Dexmedetomidine alleviates vacuolization and necrosis in tubular epithelial cells induced by aortic cross-clamping.

OBJECTIVE

Acute kidney injury (AKI) is one of the main causes of mortality in patients undergoing emergency surgery due to an abdominal aortic aneurysm. This study aimed to determine the potential nephroprotective characteristics of dexmedetomidine (DMD) for the establishment of a standard therapeutic method for AKI.

MATERIALS AND METHODS

Thirty Spraque Dawley rats were allocated to 4 groups: control, sham, ischemia-reperfusion, and ischemia/reperfusion (I/R)+dexmedatomidine.

RESULTS

Necrotic tubules, degenerative Bowman's capsule and vascular congestion were observed in the I/R group.

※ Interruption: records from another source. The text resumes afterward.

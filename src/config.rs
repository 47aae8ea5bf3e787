//! Responder configuration.
//!
//! Settings are read from `responder.toml`, then overridden by environment
//! variables, then by CLI flags.
//!
//! # Configuration File Format
//!
//! ```toml
//! [identity]
//! login = "review-responder"
//! marker = "🤖 Review Responder"
//!
//! [loop_prevention]
//! known_bots = ["coderabbitai", "copilot-pull-request-reviewer"]
//! max_thread_depth = 3
//!
//! [workspace]
//! root = ".responder/work"
//!
//! [ticket]
//! pr_url_field = "pull_request_url"
//!
//! [logging]
//! format = "compact"
//! ```
//!
//! | Variable              | Overrides             |
//! |-----------------------|-----------------------|
//! | `RESPONDER_LOGIN`     | `identity.login`      |
//! | `RESPONDER_MARKER`    | `identity.marker`     |
//! | `RESPONDER_WORKSPACE` | `workspace.root`      |

use anyhow::{Context, Result};
use serde::{Deserialize, Serialize};
use std::path::{Path, PathBuf};

use crate::logging::LogFormat;
use crate::pipeline::PipelineSettings;

/// Default config file name.
pub const CONFIG_FILE: &str = "responder.toml";

pub const ENV_LOGIN: &str = "RESPONDER_LOGIN";
pub const ENV_MARKER: &str = "RESPONDER_MARKER";
pub const ENV_WORKSPACE: &str = "RESPONDER_WORKSPACE";

/// Who the responder posts as, and how its watermark comments are tagged.
#[derive(Debug, Clone, PartialEq, Eq, Serialize, Deserialize)]
pub struct IdentitySection {
    /// Code-host login the pipeline authenticates as
    #[serde(default = "default_login")]
    pub login: String,
    /// Prefix of watermark marker comments
    #[serde(default = "default_marker")]
    pub marker: String,
}

fn default_login() -> String {
    "review-responder".to_string()
}

fn default_marker() -> String {
    "🤖 Review Responder".to_string()
}

impl Default for IdentitySection {
    fn default() -> Self {
        Self {
            login: default_login(),
            marker: default_marker(),
        }
    }
}

#[derive(Debug, Clone, PartialEq, Eq, Serialize, Deserialize)]
pub struct LoopPreventionSection {
    /// Logins of automated reviewers (compared case-insensitively)
    #[serde(default = "default_known_bots")]
    pub known_bots: Vec<String>,
    /// Replies are withheld once this many of our own comments sit above a comment
    #[serde(default = "default_max_thread_depth")]
    pub max_thread_depth: usize,
}

fn default_known_bots() -> Vec<String> {
    vec![
        "coderabbitai".to_string(),
        "copilot-pull-request-reviewer".to_string(),
    ]
}

fn default_max_thread_depth() -> usize {
    3
}

impl Default for LoopPreventionSection {
    fn default() -> Self {
        Self {
            known_bots: default_known_bots(),
            max_thread_depth: default_max_thread_depth(),
        }
    }
}

#[derive(Debug, Clone, PartialEq, Eq, Serialize, Deserialize)]
pub struct WorkspaceSection {
    /// Parent directory of per-ticket working trees
    #[serde(default = "default_workspace_root")]
    pub root: PathBuf,
}

fn default_workspace_root() -> PathBuf {
    PathBuf::from(".responder/work")
}

impl Default for WorkspaceSection {
    fn default() -> Self {
        Self {
            root: default_workspace_root(),
        }
    }
}

#[derive(Debug, Clone, PartialEq, Eq, Serialize, Deserialize)]
pub struct TicketSection {
    /// Custom field holding the pull request URL
    #[serde(default = "default_pr_url_field")]
    pub pr_url_field: String,
}

fn default_pr_url_field() -> String {
    "pull_request_url".to_string()
}

impl Default for TicketSection {
    fn default() -> Self {
        Self {
            pr_url_field: default_pr_url_field(),
        }
    }
}

#[derive(Debug, Clone, Default, PartialEq, Eq, Serialize, Deserialize)]
pub struct LoggingSection {
    #[serde(default)]
    pub format: LogFormat,
}

/// Contents of `responder.toml`.
#[derive(Debug, Clone, Default, PartialEq, Eq, Serialize, Deserialize)]
pub struct ResponderToml {
    #[serde(default)]
    pub identity: IdentitySection,
    #[serde(default)]
    pub loop_prevention: LoopPreventionSection,
    #[serde(default)]
    pub workspace: WorkspaceSection,
    #[serde(default)]
    pub ticket: TicketSection,
    #[serde(default)]
    pub logging: LoggingSection,
}

impl ResponderToml {
    /// Load configuration from a TOML file.
    pub fn load(path: &Path) -> Result<Self> {
        let content = std::fs::read_to_string(path)
            .with_context(|| format!("Failed to read config file: {}", path.display()))?;

        Self::parse(&content)
    }

    /// Parse configuration from a TOML string.
    pub fn parse(content: &str) -> Result<Self> {
        toml::from_str(content).context("Failed to parse responder.toml")
    }

    /// Load from `path`, or return defaults if the file doesn't exist.
    pub fn load_or_default(path: &Path) -> Result<Self> {
        if path.exists() {
            Self::load(path)
        } else {
            Ok(Self::default())
        }
    }

    /// Save configuration to a TOML file.
    pub fn save(&self, path: &Path) -> Result<()> {
        let content = toml::to_string_pretty(self).context("Failed to serialize responder.toml")?;
        std::fs::write(path, content)
            .with_context(|| format!("Failed to write config file: {}", path.display()))?;
        Ok(())
    }

    /// Validate the configuration and return any warnings.
    pub fn validate(&self) -> Vec<String> {
        let mut warnings = Vec::new();

        if self.identity.login.trim().is_empty() {
            warnings.push("identity.login is empty: own comments cannot be recognised".to_string());
        }
        if self.identity.marker.trim().is_empty() {
            warnings.push("identity.marker is empty: watermark comments cannot be recognised".to_string());
        }
        if self.loop_prevention.max_thread_depth == 0 {
            warnings.push("loop_prevention.max_thread_depth is 0: every comment reply will be withheld".to_string());
        }
        if self
            .loop_prevention
            .known_bots
            .iter()
            .any(|bot| bot.eq_ignore_ascii_case(&self.identity.login))
        {
            warnings.push(format!(
                "identity.login '{}' is listed in loop_prevention.known_bots",
                self.identity.login
            ));
        }
        if self.ticket.pr_url_field.trim().is_empty() {
            warnings.push("ticket.pr_url_field is empty: no ticket will resolve a pull request".to_string());
        }

        warnings
    }
}

/// Effective configuration (file + environment + CLI).
#[derive(Debug, Clone)]
pub struct ResponderConfig {
    /// Where the file layer came from, if it existed
    pub source: Option<PathBuf>,
    toml: ResponderToml,
}

impl ResponderConfig {
    /// Load `path` (or defaults) and apply environment overrides.
    pub fn load(path: &Path) -> Result<Self> {
        let source = path.exists().then(|| path.to_path_buf());
        let toml = ResponderToml::load_or_default(path)?;
        Ok(Self::from_toml_with_env(toml, source, |key| std::env::var(key).ok()))
    }

    /// Apply overrides from `lookup` (normally the process environment).
    pub fn from_toml_with_env<F>(mut toml: ResponderToml, source: Option<PathBuf>, lookup: F) -> Self
    where
        F: Fn(&str) -> Option<String>,
    {
        let set = |key: &str| lookup(key).filter(|v| !v.trim().is_empty());

        if let Some(login) = set(ENV_LOGIN) {
            toml.identity.login = login;
        }
        if let Some(marker) = set(ENV_MARKER) {
            toml.identity.marker = marker;
        }
        if let Some(root) = set(ENV_WORKSPACE) {
            toml.workspace.root = PathBuf::from(root);
        }

        Self { source, toml }
    }

    /// Apply CLI flag overrides.
    pub fn with_cli_args(mut self, log_format: Option<LogFormat>) -> Self {
        if let Some(format) = log_format {
            self.toml.logging.format = format;
        }
        self
    }

    pub fn toml(&self) -> &ResponderToml {
        &self.toml
    }

    pub fn login(&self) -> &str {
        &self.toml.identity.login
    }

    pub fn marker(&self) -> &str {
        &self.toml.identity.marker
    }

    pub fn log_format(&self) -> LogFormat {
        self.toml.logging.format
    }

    pub fn validate(&self) -> Vec<String> {
        self.toml.validate()
    }

    /// Runtime settings for the feedback pipeline.
    pub fn pipeline_settings(&self) -> PipelineSettings {
        PipelineSettings {
            identity: self.toml.identity.login.clone(),
            marker: self.toml.identity.marker.clone(),
            known_bots: self.toml.loop_prevention.known_bots.clone(),
            max_thread_depth: self.toml.loop_prevention.max_thread_depth,
            workspace_root: self.toml.workspace.root.clone(),
            pr_url_field: self.toml.ticket.pr_url_field.clone(),
        }
    }
}

#[cfg(test)]
mod tests {
    use super::*;
    use std::collections::HashMap;
    use tempfile::tempdir;

    fn env(pairs: &[(&str, &str)]) -> impl Fn(&str) -> Option<String> {
        let map: HashMap<String, String> = pairs
            .iter()
            .map(|(k, v)| (k.to_string(), v.to_string()))
            .collect();
        move |key| map.get(key).cloned()
    }

    #[test]
    fn test_empty_file_gives_defaults() {
        let toml = ResponderToml::parse("").unwrap();
        assert_eq!(toml, ResponderToml::default());
        assert_eq!(toml.loop_prevention.max_thread_depth, 3);
        assert_eq!(toml.logging.format, LogFormat::Compact);
    }

    #[test]
    fn test_partial_sections_keep_other_defaults() {
        let content = r#"
[identity]
login = "acme-bot"

[loop_prevention]
known_bots = ["renovate"]

[logging]
format = "json"
"#;
        let toml = ResponderToml::parse(content).unwrap();
        assert_eq!(toml.identity.login, "acme-bot");
        assert_eq!(toml.identity.marker, default_marker());
        assert_eq!(toml.loop_prevention.known_bots, vec!["renovate".to_string()]);
        assert_eq!(toml.loop_prevention.max_thread_depth, 3);
        assert_eq!(toml.logging.format, LogFormat::Json);
    }

    #[test]
    fn test_parse_invalid_toml_fails() {
        let err = ResponderToml::parse("[identity\nlogin = ").unwrap_err();
        assert!(err.to_string().contains("Failed to parse responder.toml"));
    }

    #[test]
    fn test_save_and_load() {
        let dir = tempdir().unwrap();
        let path = dir.path().join(CONFIG_FILE);

        let mut toml = ResponderToml::default();
        toml.identity.login = "saved-bot".to_string();
        toml.loop_prevention.max_thread_depth = 5;
        toml.save(&path).unwrap();

        let loaded = ResponderToml::load(&path).unwrap();
        assert_eq!(loaded, toml);
    }

    #[test]
    fn test_load_or_default_missing_file() {
        let dir = tempdir().unwrap();
        let toml = ResponderToml::load_or_default(&dir.path().join(CONFIG_FILE)).unwrap();
        assert_eq!(toml, ResponderToml::default());
    }

    #[test]
    fn test_validate_defaults_clean() {
        assert!(ResponderToml::default().validate().is_empty());
    }

    #[test]
    fn test_validate_reports_problems() {
        let mut toml = ResponderToml::default();
        toml.identity.login = " ".to_string();
        toml.loop_prevention.max_thread_depth = 0;
        let warnings = toml.validate();
        assert_eq!(warnings.len(), 2);
        assert!(warnings[0].contains("identity.login"));
        assert!(warnings[1].contains("max_thread_depth"));
    }

    #[test]
    fn test_validate_flags_self_in_known_bots() {
        let mut toml = ResponderToml::default();
        toml.loop_prevention.known_bots.push("Review-Responder".to_string());
        let warnings = toml.validate();
        assert_eq!(warnings.len(), 1);
        assert!(warnings[0].contains("known_bots"));
    }

    #[test]
    fn test_env_overrides_file() {
        let config = ResponderConfig::from_toml_with_env(
            ResponderToml::default(),
            None,
            env(&[(ENV_LOGIN, "env-bot"), (ENV_WORKSPACE, "/tmp/work"), (ENV_MARKER, "")]),
        );
        assert_eq!(config.login(), "env-bot");
        assert_eq!(config.marker(), default_marker());
        assert_eq!(config.pipeline_settings().workspace_root, PathBuf::from("/tmp/work"));
    }

    #[test]
    fn test_cli_overrides_log_format() {
        let config = ResponderConfig::from_toml_with_env(ResponderToml::default(), None, env(&[]))
            .with_cli_args(Some(LogFormat::Json));
        assert_eq!(config.log_format(), LogFormat::Json);

        let unchanged = ResponderConfig::from_toml_with_env(ResponderToml::default(), None, env(&[]))
            .with_cli_args(None);
        assert_eq!(unchanged.log_format(), LogFormat::Compact);
    }

    #[test]
    fn test_pipeline_settings_mirror_config() {
        let content = r#"
[identity]
login = "acme-bot"
marker = "[acme]"

[loop_prevention]
known_bots = ["renovate"]
max_thread_depth = 2

[workspace]
root = "/srv/work"

[ticket]
pr_url_field = "customfield_10042"
"#;
        let config = ResponderConfig::from_toml_with_env(ResponderToml::parse(content).unwrap(), None, env(&[]));
        let settings = config.pipeline_settings();
        assert_eq!(
            settings,
            PipelineSettings {
                identity: "acme-bot".to_string(),
                marker: "[acme]".to_string(),
                known_bots: vec!["renovate".to_string()],
                max_thread_depth: 2,
                workspace_root: PathBuf::from("/srv/work"),
                pr_url_field: "customfield_10042".to_string(),
            }
        );
    }

    #[test]
    fn test_load_records_source() {
        let dir = tempdir().unwrap();
        let path = dir.path().join(CONFIG_FILE);
        assert!(ResponderConfig::load(&path).unwrap().source.is_none());

        std::fs::write(&path, "[identity]\nlogin = \"file-bot\"\n").unwrap();
        let config = ResponderConfig::load(&path).unwrap();
        assert_eq!(config.source.as_deref(), Some(path.as_path()));
    }
}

In addition, there was an increase in tissue malondialdehyde (MDA), interleukin (IL)-1 and IL-6 levels in tubular epithelial cells. In contrast, we observed decreased tubular necrosis, IL-1, IL-6 and MDA levels in the DMD treatment group.

CONCLUSIONS

DMD has a nephroprotective effect against acute kidney injury resulting from I/R, which is related to aortic occlusion used in the treatment of ruptured abdominal aortic aneurysms.